_What you have to do_: All records are to be printed again exactly as they appear.

-- Available data follows --

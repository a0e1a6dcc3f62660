/// Failures of the caching infrastructure itself.
///
/// These never reach callers of `CachedFetch::fetch`; they are logged and the
/// request falls back to the network.
#[derive(Debug, thiserror::Error)]
pub enum CacheError {
    #[error("cache store unavailable: {0}")]
    Unavailable(String),
    #[error("serialization error: {0}")]
    Serialization(#[from] serde_json::Error),
    #[error("database error: {0}")]
    Database(#[from] sqlx::Error),
}

/// Network failures. Surfaced to the caller unchanged.
#[derive(Debug, thiserror::Error)]
pub enum FetchError {
    #[error("invalid request: {0}")]
    InvalidRequest(String),
    #[error("transport error: {0}")]
    Transport(String),
}

impl From<reqwest::Error> for FetchError {
    fn from(err: reqwest::Error) -> Self {
        if err.is_builder() {
            FetchError::InvalidRequest(err.to_string())
        } else {
            FetchError::Transport(err.to_string())
        }
    }
}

-- Available data concluded --

_Result of this exercise_:
repository a0e1a6dcc3f62660
/// Failures of the caching infrastructure itself.
///
/// These never reach callers of `CachedFetch::fetch`; they are logged and the
/// request falls back to the network.
#[derive(Debug, thiserror::Error)]
pub enum CacheError {
    #[error("cache store unavailable: {0}")]
    Unavailable(String),
    #[error("serialization error: {0}")]
    Serialization(#[from] serde_json::Error),
    #[error("database error: {0}")]
    Database(#[from] sqlx::Error),
}

/// Network failures. Surfaced to the caller unchanged.
#[derive(Debug, thiserror::Error)]
pub enum FetchError {
    #[error("invalid request: {0}")]
    InvalidRequest(String),
    #[error("transport error: {0}")]
    Transport(String),
}

impl From<reqwest::Error> for FetchError {
    fn from(err: reqwest::Error) -> Self {
        if err.is_builder() {
            FetchError::InvalidRequest(err.to_string())
        } else {
            FetchError::Transport(err.to_string())
        }
    }
}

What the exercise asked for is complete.